-- Use of the American College of Surgeons publication, Resources for Optimal Care of the Injured Patient: 1999, to evaluate the adequacy of hospitals' trauma care capabilities;
-- Policies guiding the development and use of Regional Trauma Advisory Councils for the purpose of developing, implementing and monitoring the trauma care system; and
-- Policies governing the establishment and operation of a statewide trauma registry; triage and transfer protocols among trauma care providers; and the promotion of improved trauma care provider performance.
Data collected from the state trauma registry on injury incidence, patient care and outcomes, specified in section HFS 118.09, will help identify problems and evaluate the performance of the existing trauma care system. Through this information, communities will be able to assess the nature of traumatic injuries in Wisconsin and establish appropriate injury prevention programs to reduce the occurrence of injuries, expedite patients' recovery and minimize the lasting effects of injuries.
Effect on Small Business
This chapter will primarily affect Wisconsin hospitals, rural medical centers and ambulance service providers. Based on fiscal year 2002 data, three hospitals had annual revenues under $5 million. There are currently 456 ambulance service providers in Wisconsin. The Department does not have annual revenue data for ambulance service providers. However, the Department presumes that most, if not all, ambulance service providers have annual revenues under $5 million.
Under these proposed HFS 118 rules, the Department would require all ambulance service providers to affiliate and participate with a Regional Trauma Advisory Council (RTAC). The purpose of such affiliation is to participate in their region's trauma care system. The proposed rules require ambulance service providers to state their RTAC affiliation choice in the ambulance service provider's operational plan. Under chapter HFS 110, ambulance service providers already must submit operational plans to the Department. The Department collects operational plans to ensure the appropriate operation of ambulance services. There will be no additional cost to fulfill this obligation.
Fiscal Estimate
Section 146.56 of the statutes mandates a statewide trauma care system and requires the Department to promulgate rules to develop and implement the system. The statutes also require the Department to develop Regional Trauma Advisory Councils (RTACs). The rule requires hospitals to become affiliated with a Regional Trauma Advisory Council by December 31, 2004. There will be no fiscal effect as a result of this requirement.

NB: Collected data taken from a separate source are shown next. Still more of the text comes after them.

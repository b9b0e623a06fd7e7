//! Circle tests, eat rules and boundary contacts
//!
//! Every body in the game is a circle. The player's effective radius shrinks
//! with its vertical squash so ducking really does make it harder to catch
//! things overhead.

use glam::Vec2;

use crate::math::dist;
use crate::tuning::Eat;

/// Whether a body of radius `a` may eat one of radius `b`.
///
/// Strict ratio rule: `a >= b * (1 + margin)`. With `margin >= 0` at most
/// one of `can_eat(a, b)` and `can_eat(b, a)` holds.
#[inline]
pub fn can_eat(a: f32, b: f32, margin: f32) -> bool {
    a >= b * (1.0 + margin)
}

/// Player radius as seen by captures, adjusted by squash
#[inline]
pub fn effective_radius(r: f32, squash_y: f32) -> f32 {
    r * 0.5 * (1.0 + squash_y)
}

/// Distance at which a capture triggers
#[inline]
pub fn capture_distance(player_r: f32, squash_y: f32, entity_r: f32, eat: &Eat) -> f32 {
    effective_radius(player_r, squash_y) + entity_r + eat.capture_pad
}

/// Capture test: close enough and not already behind the player
pub fn can_capture(
    player_pos: Vec2,
    player_r: f32,
    squash_y: f32,
    entity_pos: Vec2,
    entity_r: f32,
    eat: &Eat,
) -> bool {
    let d = dist(player_pos, entity_pos);
    d <= capture_distance(player_r, squash_y, entity_r, eat)
        && entity_pos.x >= player_pos.x - eat.behind_tolerance
}

/// Circle overlap with extra padding
#[inline]
pub fn circles_overlap(a: Vec2, ra: f32, b: Vec2, rb: f32, pad: f32) -> bool {
    let rr = ra + rb + pad;
    a.distance_squared(b) < rr * rr
}

/// Reflect velocity off a surface with given normal
#[inline]
pub fn reflect_velocity(vel: Vec2, normal: Vec2) -> Vec2 {
    vel - 2.0 * vel.dot(normal) * normal
}

/// Which screen boundary a body touched
#[derive(Debug, Clone, Copy, PartialEq, Eq)]
pub enum Boundary {
    Ground,
    Top,
    Left,
    Right,
}

impl Boundary {
    /// Normal pointing back into the play area
    pub fn normal(&self) -> Vec2 {
        match self {
            Boundary::Ground => Vec2::NEG_Y,
            Boundary::Top => Vec2::Y,
            Boundary::Left => Vec2::X,
            Boundary::Right => Vec2::NEG_X,
        }
    }
}

/// Result of a boundary check
#[derive(Debug, Clone)]
pub struct Contact {
    pub boundary: Boundary,
    /// Position pushed back inside the bounds
    pub clamped: Vec2,
}

/// First boundary a circle crosses moving with `vel`, if any.
///
/// Only surfaces the body is moving into count, so a body resting against
/// a wall after a bounce is not hit again.
pub fn boundary_contact(pos: Vec2, r: f32, vel: Vec2, width: f32, ground_y: f32) -> Option<Contact> {
    let (boundary, clamped) = if pos.y + r >= ground_y && vel.y > 0.0 {
        (Boundary::Ground, Vec2::new(pos.x, ground_y - r))
    } else if pos.y - r <= 0.0 && vel.y < 0.0 {
        (Boundary::Top, Vec2::new(pos.x, r))
    } else if pos.x + r >= width && vel.x > 0.0 {
        (Boundary::Right, Vec2::new(width - r, pos.y))
    } else if pos.x - r <= 0.0 && vel.x < 0.0 {
        (Boundary::Left, Vec2::new(r, pos.y))
    } else {
        return None;
    };
    Some(Contact { boundary, clamped })
}
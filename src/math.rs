//! Small numeric helpers shared by the simulation
//!
//! All helpers tolerate non-finite input: a NaN or infinity degrades to a
//! safe fallback instead of leaking into positions and timers.

use std::f32::consts::{PI, TAU};

use glam::Vec2;
use rand::Rng;

/// Clamp `v` into `[lo, hi]`. Non-finite `v` falls back to `lo`.
#[inline]
pub fn clamp(v: f32, lo: f32, hi: f32) -> f32 {
    if v.is_nan() {
        return lo;
    }
    v.max(lo).min(hi)
}

/// Linear interpolation. Non-finite `t` returns `a`.
#[inline]
pub fn lerp(a: f32, b: f32, t: f32) -> f32 {
    if !t.is_finite() {
        return a;
    }
    a + (b - a) * t
}

/// Smoothstep ease (`t² (3 - 2t)`) on an already clamped `t`.
#[inline]
pub fn ease_in_out(t: f32) -> f32 {
    let t = clamp(t, 0.0, 1.0);
    t * t * (3.0 - 2.0 * t)
}

/// Interpolate angle `a` toward `b` along the shortest arc.
pub fn lerp_angle(a: f32, b: f32, t: f32) -> f32 {
    if !a.is_finite() {
        return if b.is_finite() { b } else { 0.0 };
    }
    if !b.is_finite() || !t.is_finite() {
        return a;
    }
    let mut d = (b - a) % TAU;
    if d > PI {
        d -= TAU;
    } else if d < -PI {
        d += TAU;
    }
    a + d * t
}

/// Euclidean distance between two points (0 when either is non-finite).
#[inline]
pub fn dist(a: Vec2, b: Vec2) -> f32 {
    let d = a.distance(b);
    if d.is_finite() { d } else { 0.0 }
}

/// Frame-rate independent smoothing factor: `1 - base^dt`.
///
/// `base` is the fraction of the gap left after one second.
#[inline]
pub fn damp(base: f32, dt: f32) -> f32 {
    clamp(1.0 - base.powf(dt), 0.0, 1.0)
}

/// Uniform sample in `[a, b)`; tolerates `a == b` and inverted bounds.
#[inline]
pub fn rand_between<R: Rng + ?Sized>(rng: &mut R, a: f32, b: f32) -> f32 {
    a + (b - a) * rng.random::<f32>()
}

/// Angle from `from` toward `to`.
#[inline]
pub fn angle_to(from: Vec2, to: Vec2) -> f32 {
    let d = to - from;
    d.y.atan2(d.x)
}

#[cfg(test)]
mod tests {
    use super::*;
    use proptest::prelude::*;

    #[test]
    fn test_clamp_nan_falls_back() {
        assert_eq!(clamp(f32::NAN, 2.0, 5.0), 2.0);
        assert_eq!(clamp(f32::INFINITY, 2.0, 5.0), 5.0);
        assert_eq!(clamp(3.0, 2.0, 5.0), 3.0);
    }

    #[test]
    fn test_lerp_angle_takes_short_way() {
        let a = 3.0;
        let b = -3.0;
        let mid = lerp_angle(a, b, 0.5);
        // Crossing ±π instead of sweeping through zero
        assert!(mid.abs() > 3.0);
    }

    #[test]
    fn test_ease_in_out_endpoints() {
        assert_eq!(ease_in_out(0.0), 0.0);
        assert_eq!(ease_in_out(1.0), 1.0);
        assert!((ease_in_out(0.5) - 0.5).abs() < 1e-6);
    }

    #[test]
    fn test_dist_non_finite() {
        assert_eq!(dist(Vec2::new(f32::NAN, 0.0), Vec2::ZERO), 0.0);
        assert!((dist(Vec2::ZERO, Vec2::new(3.0, 4.0)) - 5.0).abs() < 1e-6);
    }

    proptest! {
        #[test]
        fn prop_clamp_stays_in_range(v in proptest::num::f32::ANY, lo in -100.0f32..0.0, hi in 0.0f32..100.0) {
            let c = clamp(v, lo, hi);
            prop_assert!(c >= lo && c <= hi);
        }

        #[test]
        fn prop_lerp_never_nan_for_finite_ends(a in -1e3f32..1e3, b in -1e3f32..1e3, t in proptest::num::f32::ANY) {
            prop_assert!(!lerp(a, b, t).is_nan());
        }
    }
}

Under this statute, hospitals are required to certify to the Department the classification level of trauma care services they provide. Trauma facilities are classified as Level I, II, III, or IV, depending on the comprehensiveness of the trauma care provided. Each hospital determines the level of trauma facility care for which it qualifies. If a hospital wishes to become a Level I or Level II trauma care facility, it must receive verification from the American College of Surgeons (ACS). Hospitals not seeking to obtain Level I or II trauma status need only do a self-report survey.
This rule requires hospitals to report the level of their trauma facilities to the Department. The rule does not require that hospitals attain a certain level of facility. Any costs that hospitals incur in becoming Level I or II facilities would be the result of the verification process, not the reporting requirement of the rule. There will, therefore, be no cost to hospitals as the result of this requirement.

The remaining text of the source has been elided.